WATER SECURITY: ProteC Plus CEO Graham Minifie said the new dam covers (on water) would last up to 10 years and double farmers' water storage.
WATER SECURITY: ProteC Plus CEO Graham Minifie said the new dam covers (on water) would last up to 10 years and double farmers' water storage.

World-first dam cover inspired by heartbreaking drought loss

A GRANITE Belt business promising farmers greater water security has launched a state-of-the-art dam cover, designed to prevent evaporation.

ProteC Plus launched the "easy-to-assemble" covers this week, having spent 12 months designing and experimenting with materials.

CEO Graham Minifie said the covers could double farmers' water availability over a 12-month period.

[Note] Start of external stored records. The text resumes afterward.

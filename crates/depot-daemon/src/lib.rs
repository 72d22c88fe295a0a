//! Depot Daemon - shared-directory file server and client
//!
//! This crate provides:
//! - The TCP server that exposes one flat directory to many clients
//! - Per-name reader/writer locking so transfers never see torn files
//! - A client library speaking the same frame protocol
//!
//! # Architecture
//!
//! ```text
//! ┌─────────────────────────────────────────────────────────────┐
//! │              DepotServer (accept loop)                      │
//! │  bounded by a connection semaphore, prunes idle locks       │
//! └─────────────────────────────┬───────────────────────────────┘
//!                               │ one tokio task per connection
//!                               ▼
//! ┌─────────────────────────────────────────────────────────────┐
//! │                Session (frame state machine)                │
//! │  LIST / UPLOAD / DOWNLOAD / DELETE / QUIT                   │
//! └─────────────────────────────┬───────────────────────────────┘
//!                               │
//!                               ▼
//! ┌─────────────────────────────────────────────────────────────┐
//! │  Storage ──► LockRegistry ──► FileLock (per name)           │
//! │  staged uploads, locked reads and deletes                   │
//! └─────────────────────────────────────────────────────────────┘
//! ```

pub mod client;
pub mod lock;
pub mod registry;
pub mod server;
pub mod session;
pub mod storage;

pub use client::{ClientError, DepotClient};
pub use lock::{FileLock, LockStatus, ReadGuard, WriteGuard};
pub use registry::LockRegistry;
pub use server::{DepotServer, ServerError};
pub use session::{Session, SessionError, SessionSettings};
pub use storage::{Download, Storage, StorageError, Upload};
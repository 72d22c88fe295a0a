//! Lock and transfer benchmarks
//!
//! Benchmarks for measuring:
//! - Registry lookup cost (hit and first-use paths)
//! - Uncontended read/write lock acquisition
//! - Staged upload and locked download through `Storage`
//!
//! Run with: cargo bench --bench throughput -p depot-daemon

use criterion::{black_box, criterion_group, criterion_main, BenchmarkId, Criterion, Throughput};
use tokio::runtime::Runtime;

use depot_core::{LockConfig, StorageConfig};
use depot_daemon::{LockRegistry, Storage};

fn runtime() -> Runtime {
    tokio::runtime::Builder::new_current_thread()
        .enable_all()
        .build()
        .expect("failed to build runtime")
}

/// Benchmark name → lock resolution
fn bench_registry(c: &mut Criterion) {
    let mut group = c.benchmark_group("registry");

    let registry = LockRegistry::default();
    let _held = registry.resolve("hot.bin");

    group.bench_function("resolve_existing", |b| {
        b.iter(|| black_box(registry.resolve(black_box("hot.bin"))))
    });

    let mut counter = 0u64;
    group.bench_function("resolve_and_evict", |b| {
        b.iter(|| {
            counter += 1;
            let name = format!("cold-{}", counter);
            drop(registry.resolve(&name));
            black_box(registry.evict_if_idle(&name))
        })
    });

    group.finish();
}

/// Benchmark uncontended lock acquire/release
fn bench_lock(c: &mut Criterion) {
    let mut group = c.benchmark_group("file_lock");
    let rt = runtime();
    let registry = LockRegistry::default();
    let lock = registry.resolve("file.txt");

    group.bench_function("read_release", |b| {
        b.iter(|| rt.block_on(async { drop(black_box(lock.read().await)) }))
    });

    group.bench_function("write_release", |b| {
        b.iter(|| rt.block_on(async { drop(black_box(lock.write().await)) }))
    });

    group.finish();
}

/// Benchmark a full staged upload followed by a locked download
fn bench_storage(c: &mut Criterion) {
    let mut group = c.benchmark_group("storage");
    let rt = runtime();
    let dir = tempfile::tempdir().expect("failed to create temp dir");
    let config = StorageConfig {
        root: dir.path().to_path_buf(),
        ..StorageConfig::default()
    };
    let storage = Storage::open(&config, LockConfig::default()).expect("failed to open storage");

    for (label, size) in [("4KB", 4 * 1024), ("1MB", 1024 * 1024)] {
        let data: Vec<u8> = (0..size).map(|i| (i % 256) as u8).collect();
        let chunk = storage.chunk_size();

        group.throughput(Throughput::Bytes(size as u64));
        group.bench_with_input(BenchmarkId::new("upload_download", label), &data, |b, data| {
            b.iter(|| {
                rt.block_on(async {
                    let mut upload = storage
                        .begin_upload("bench.bin", data.len() as u64)
                        .await
                        .expect("begin upload");
                    for piece in data.chunks(chunk) {
                        upload.write(piece).await.expect("write");
                    }
                    upload.commit().await.expect("commit");

                    let mut download = storage.open_read("bench.bin").await.expect("open");
                    let mut buf = vec![0u8; chunk];
                    let mut total = 0usize;
                    loop {
                        let n = download.read(&mut buf).await.expect("read");
                        if n == 0 {
                            break;
                        }
                        total += n;
                    }
                    black_box(total)
                })
            })
        });
    }

    group.finish();
}

criterion_group!(benches, bench_registry, bench_lock, bench_storage);
criterion_main!(benches);
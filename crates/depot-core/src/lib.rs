//! Depot Core - Shared types, wire frames, and name handling
//!
//! This crate contains the foundational types used by the Depot server and
//! client. It has no dependencies on networking or the async runtime.

pub mod config;
pub mod error;
pub mod path;
pub mod protocol;
pub mod types;

pub use config::{Config, ConfigError, Eviction, Fairness, LockConfig, ServerConfig, StorageConfig};
pub use error::*;
pub use protocol::*;
pub use types::*;

/// Maximum bytes read for a single command frame
pub const FRAME_SIZE: usize = 4096;

/// Default chunk size for streaming file contents
pub const TRANSFER_CHUNK_SIZE: usize = 4096;

/// Default TCP port
pub const DEFAULT_PORT: u16 = 5001;

/// Maximum filename length in bytes
pub const MAX_FILENAME_LEN: usize = 255;

/// Suffix of in-flight upload files
pub const TEMP_SUFFIX: &str = ".depot-part";

/// Longest storable name; its staging file must also fit `MAX_FILENAME_LEN`
pub const MAX_NAME_LEN: usize = MAX_FILENAME_LEN - TEMP_SUFFIX.len();

/// Default idle read timeout in seconds
pub const DEFAULT_IDLE_TIMEOUT_SECS: u64 = 300;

"Going through drought ourselves, losing the whole property as far as the commercial part of it, I realised we had to conserve every piece of water made available," Mr Minifie said.

"What's happening is growers would look at building a dam that might cost them $200,000 but for $200,000 worth of covers, they're doubling their dam size without any extra infrastructure."

Likened to covers used to protect swimming pools, Mr Minifie said the high-quality netting material allowed water to seep in but prevented evaporation.

The cost-effective covers can be assembled by farmers, and can be removed or moved as needed.

1.25L plastic water bottles are used as buoys to float the covers.
1.25L plastic water bottles are used as buoys to float the covers.

Mr Minifie said the covers were a world-first design, using 1.25 litre plastic bottles as buoys to remain afloat.

"We started with PVC pipe, but further research showed that the long-life of the product wasn't good," she said.

"I thought why don't we use plastic bottles; it floated better, there was still heaps of water that held (the cover) down, and then we were reusing something that was going to landfill.

"The whole system has become unique for ProteC Plus."

More than 4,000 covers have been ordered, according to Mr Minifie, which will use 224,000 plastic bottles.

Mr Minifie said the company were working closely with Endeavour Foundation to access more bottles.

"We have enough from Endeavour to do one project," he said.

"From what we've been told, we will never run out."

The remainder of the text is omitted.